## About this exercise
Return the lines of the data below in which the string "written" occurs.
--------------------------------------------------
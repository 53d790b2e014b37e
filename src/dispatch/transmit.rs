//! `t`/`T`/`q`/`f` handling: file/temp-file/direct media upload, size
//! verification, continuation chunks, and eager decode on completion
//! (spec.md §4.3, §4.4).

use std::fs::{self, OpenOptions};
use std::io::Write;
use std::path::Path;

use log::{debug, warn};

use crate::base64::decode_all;
use crate::clock::Milliseconds;
use crate::config::Limits;
use crate::decode::{self, ChainDecoder};
use crate::error::{CoreError, UploadFailureReason};
use crate::ids::ImageId;
use crate::protocol::command::{Action, Command, TransmissionMedium};
use crate::protocol::response::{self, DispatchResult};
use crate::render::CompositorSurface;
use crate::store::frame::{Compression, Frame, FrameBackground, FrameFormat, FrameStatus};
use crate::store::context::Store;

/// Appends a new frame populated from the command's upload parameters,
/// either to a freshly (re)created image (`create_new`, for `t`/`T`/`q`) or
/// to an already-resolved existing one (for `f`, frame append).
fn begin_frame(store: &mut Store, cmd: &Command, image_id: ImageId, create_new: bool) -> Result<(ImageId, u32), CoreError> {
    let now = store.now();
    let image_id = if create_new { store.new_image(image_id) } else { image_id };
    if cmd.image_number != 0 {
        store.image_mut(image_id).unwrap().image_number = Some(cmd.image_number);
    }

    let format = FrameFormat::from_wire(cmd.format)
        .ok_or_else(|| CoreError::Invalid(format!("unsupported format {}", cmd.format)))?;
    let compression = if cmd.compression_zlib { Compression::Zlib } else { Compression::None };
    let background = if cmd.background_frame > 0 {
        FrameBackground::Frame(cmd.background_frame as u32)
    } else if cmd.background_color != 0 {
        FrameBackground::Color(cmd.background_color)
    } else {
        FrameBackground::None
    };

    let img = store.image_mut(image_id).unwrap();
    let index = img.frames.len() as u32 + 1;
    let mut frame = Frame::new(index, now);
    frame.format = format;
    frame.compression = compression;
    frame.expected_size = if cmd.size > 0 { Some(cmd.size as u64) } else { None };
    frame.data_pix_width = cmd.frame_pix_width.max(0) as u32;
    frame.data_pix_height = cmd.frame_pix_height.max(0) as u32;
    frame.offset_x = cmd.frame_dst_pix_x as i32;
    frame.offset_y = cmd.frame_dst_pix_y as i32;
    frame.background = background;
    frame.blend = !cmd.replace_instead_of_blending;
    frame.gap_ms = cmd.gap as i32;
    img.frames.push(frame);

    Ok((image_id, index))
}

/// Handles `a=t`/`a=T`/`a=q` and, by extension, `a=f` (frame append reuses
/// the same upload machinery via [`handle_frame_append`]).
pub fn handle_transmit(
    store: &mut Store,
    limits: &Limits,
    decoder: &ChainDecoder,
    surface: &mut dyn CompositorSurface,
    cmd: &Command,
    now: Milliseconds,
) -> Result<DispatchResult, CoreError> {
    let is_query = cmd.action == Some(Action::Query);
    // A query must never clobber a real image living under the client's
    // id: it exercises the decode pipeline under a throwaway id and reports
    // the client's id back in the reply only.
    let target_image_id = if is_query { 0 } else { cmd.image_id };
    let (image_id, frame_index) = begin_frame(store, cmd, target_image_id, true)?;
    let result = upload_payload(store, limits, decoder, cmd, image_id, frame_index, now);

    if is_query {
        // Queries never persist: the image existed only to exercise the
        // decode pipeline and report back whether it would succeed.
        store.teardown_image(image_id, surface);
    }

    let reply_image_id = if is_query { cmd.image_id } else { image_id };

    match result {
        UploadOutcome::Pending => Ok(DispatchResult { reply: None, placeholder: None }),
        UploadOutcome::Done => {
            let mut placement_id = 0;
            if cmd.action == Some(Action::TransmitAndPut) && !is_query {
                placement_id = crate::dispatch::placement_cmd::create_default_placement(store, image_id, cmd)?;
            }
            Ok(DispatchResult {
                reply: response::success(cmd.quiet, false, reply_image_id, cmd.image_number, placement_id),
                placeholder: None,
            })
        }
        UploadOutcome::Failed(msg) => Ok(DispatchResult {
            reply: response::error(cmd.quiet, reply_image_id, cmd.image_number, 0, &msg),
            placeholder: None,
        }),
    }
}

/// `a=f`: append an additional frame to an existing image.
pub fn handle_frame_append(
    store: &mut Store,
    limits: &Limits,
    decoder: &ChainDecoder,
    cmd: &Command,
    now: Milliseconds,
) -> Result<DispatchResult, CoreError> {
    if store.image(cmd.image_id).is_none() {
        return Err(CoreError::NotFound(format!("no image {}", cmd.image_id)));
    }
    let (image_id, frame_index) = begin_frame(store, cmd, cmd.image_id, false)?;
    let result = upload_payload(store, limits, decoder, cmd, image_id, frame_index, now);
    match result {
        UploadOutcome::Pending => Ok(DispatchResult { reply: None, placeholder: None }),
        UploadOutcome::Done => Ok(DispatchResult {
            reply: response::success(cmd.quiet, false, image_id, cmd.image_number, 0),
            placeholder: None,
        }),
        UploadOutcome::Failed(msg) => Ok(DispatchResult {
            reply: response::error(cmd.quiet, image_id, cmd.image_number, 0, &msg),
            placeholder: None,
        }),
    }
}

/// A continuation chunk: no action, no ids, direct medium, an upload in
/// flight. Recognized in the dispatcher before this is called.
pub fn handle_continuation(
    store: &mut Store,
    limits: &Limits,
    decoder: &ChainDecoder,
    cmd: &Command,
    now: Milliseconds,
) -> Result<DispatchResult, CoreError> {
    let Some((image_id, frame_index)) = store.active_direct_upload() else {
        return Err(CoreError::Invalid("no upload in progress".into()));
    };
    match append_direct_chunk(store, limits, decoder, cmd, image_id, frame_index, now) {
        UploadOutcome::Pending => Ok(DispatchResult { reply: None, placeholder: None }),
        UploadOutcome::Done => Ok(DispatchResult {
            reply: response::success(cmd.quiet, false, image_id, 0, 0),
            placeholder: None,
        }),
        UploadOutcome::Failed(msg) => Ok(DispatchResult {
            reply: response::error(cmd.quiet, image_id, 0, 0, &msg),
            placeholder: None,
        }),
    }
}

enum UploadOutcome {
    Pending,
    Done,
    Failed(String),
}

fn upload_payload(
    store: &mut Store,
    limits: &Limits,
    decoder: &ChainDecoder,
    cmd: &Command,
    image_id: ImageId,
    frame_index: u32,
    now: Milliseconds,
) -> UploadOutcome {
    match cmd.transmission_medium {
        Some(TransmissionMedium::Direct) | None => {
            append_direct_chunk(store, limits, decoder, cmd, image_id, frame_index, now)
        }
        Some(TransmissionMedium::File) => upload_from_path(store, limits, decoder, cmd, image_id, frame_index, now, false),
        Some(TransmissionMedium::TempFile) => upload_from_path(store, limits, decoder, cmd, image_id, frame_index, now, true),
    }
}

fn append_direct_chunk(
    store: &mut Store,
    limits: &Limits,
    decoder: &ChainDecoder,
    cmd: &Command,
    image_id: ImageId,
    frame_index: u32,
    now: Milliseconds,
) -> UploadOutcome {
    let path = store.cache_dir.frame_path(image_id, frame_index);
    let bytes = decode_all(&cmd.payload);

    let already_failed = store
        .image(image_id)
        .and_then(|img| img.frame(frame_index))
        .and_then(|f| f.uploading_failure)
        .is_some();

    if !already_failed {
        let written = OpenOptions::new().create(true).append(true).open(&path).and_then(|mut f| {
            f.write_all(&bytes)?;
            Ok(())
        });
        if let Err(e) = written {
            warn!("cannot open cache file {}: {e}", path.display());
            latch_failure(store, image_id, frame_index, UploadFailureReason::CannotOpenCachedFile);
        }
    }

    if cmd.more != 0 {
        store.set_active_direct_upload(Some((image_id, frame_index)));
        return UploadOutcome::Pending;
    }
    store.set_active_direct_upload(None);
    finish_upload(store, limits, decoder, image_id, frame_index, &path, now)
}

fn upload_from_path(
    store: &mut Store,
    limits: &Limits,
    decoder: &ChainDecoder,
    cmd: &Command,
    image_id: ImageId,
    frame_index: u32,
    now: Milliseconds,
    is_temp: bool,
) -> UploadOutcome {
    let dest = store.cache_dir.frame_path(image_id, frame_index);
    let decoded_path = decode_all(&cmd.payload);
    let Ok(source_path) = String::from_utf8(decoded_path) else {
        latch_failure(store, image_id, frame_index, UploadFailureReason::CannotCopyFile);
        return finish_upload(store, limits, decoder, image_id, frame_index, &dest, now);
    };
    let source_path = Path::new(&source_path);

    let meta = fs::metadata(source_path);
    let ok = match meta {
        Ok(m) if m.is_file() && m.len() > 0 && m.len() <= limits.max_single_image_file_size => {
            fs::copy(source_path, &dest).is_ok()
        }
        _ => false,
    };
    if !ok {
        latch_failure(store, image_id, frame_index, UploadFailureReason::CannotCopyFile);
    } else if is_temp && looks_like_protocol_tempfile(source_path) {
        let _ = fs::remove_file(source_path);
    }

    finish_upload(store, limits, decoder, image_id, frame_index, &dest, now)
}

fn looks_like_protocol_tempfile(path: &Path) -> bool {
    let under_tmp = path.starts_with(std::env::temp_dir())
        || std::env::var_os("TMPDIR").map(|d| path.starts_with(d)).unwrap_or(false);
    under_tmp && path.to_string_lossy().contains("graphics")
}

fn latch_failure(store: &mut Store, image_id: ImageId, frame_index: u32, reason: UploadFailureReason) {
    if let Some(frame) = store.image_mut(image_id).and_then(|img| img.frame_mut(frame_index)) {
        if frame.uploading_failure.is_none() {
            frame.uploading_failure = Some(reason);
            frame.status = FrameStatus::UploadingError;
        }
    }
}

fn finish_upload(
    store: &mut Store,
    limits: &Limits,
    decoder: &ChainDecoder,
    image_id: ImageId,
    frame_index: u32,
    path: &Path,
    now: Milliseconds,
) -> UploadOutcome {
    let already_failed = store
        .image(image_id)
        .and_then(|img| img.frame(frame_index))
        .and_then(|f| f.uploading_failure);
    if let Some(reason) = already_failed {
        return UploadOutcome::Failed(format!("EINVAL: {}", reason.message()));
    }

    let actual_size = fs::metadata(path).map(|m| m.len()).unwrap_or(0);
    if actual_size > limits.max_single_image_file_size {
        let _ = fs::remove_file(path);
        latch_failure(store, image_id, frame_index, UploadFailureReason::OverSizeLimit);
        return UploadOutcome::Failed(format!("EFBIG: {}", UploadFailureReason::OverSizeLimit.message()));
    }
    if let Some(expected) = store.image(image_id).and_then(|img| img.frame(frame_index)).and_then(|f| f.expected_size) {
        if expected != actual_size {
            let _ = fs::remove_file(path);
            latch_failure(store, image_id, frame_index, UploadFailureReason::UnexpectedSize);
            return UploadOutcome::Failed(format!(
                "EINVAL: uploaded size {actual_size} doesn't match the expected size {expected}"
            ));
        }
    }

    {
        let img = store.image_mut(image_id).unwrap();
        let frame = img.frame_mut(frame_index).unwrap();
        frame.disk_size = actual_size;
        frame.status = FrameStatus::UploadingSuccess;
        frame.touch(now);
        img.recompute_disk_size();
    }

    let decode_result = {
        let img = store.images.get_mut(&image_id).unwrap();
        decode::ensure_loaded(img, frame_index, image_id, &store.cache_dir, decoder)
    };
    if let Err(e) = decode_result {
        debug!("decode of image {image_id} frame {frame_index} failed: {e}");
        if let Some(frame) = store.image_mut(image_id).and_then(|img| img.frame_mut(frame_index)) {
            frame.status = FrameStatus::RamLoadingError;
        }
        return UploadOutcome::Failed(e.to_string());
    }

    if let Some(img) = store.image_mut(image_id) {
        img.recompute_total_duration();
        for placement in img.placements.values_mut() {
            placement.scaled_cell = None;
        }
    }
    UploadOutcome::Done
}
--------------------------------------------------
## Answer space
        let written = OpenOptions::new().create(true).append(true).open(&path).and_then(|mut f| {
        if let Err(e) = written {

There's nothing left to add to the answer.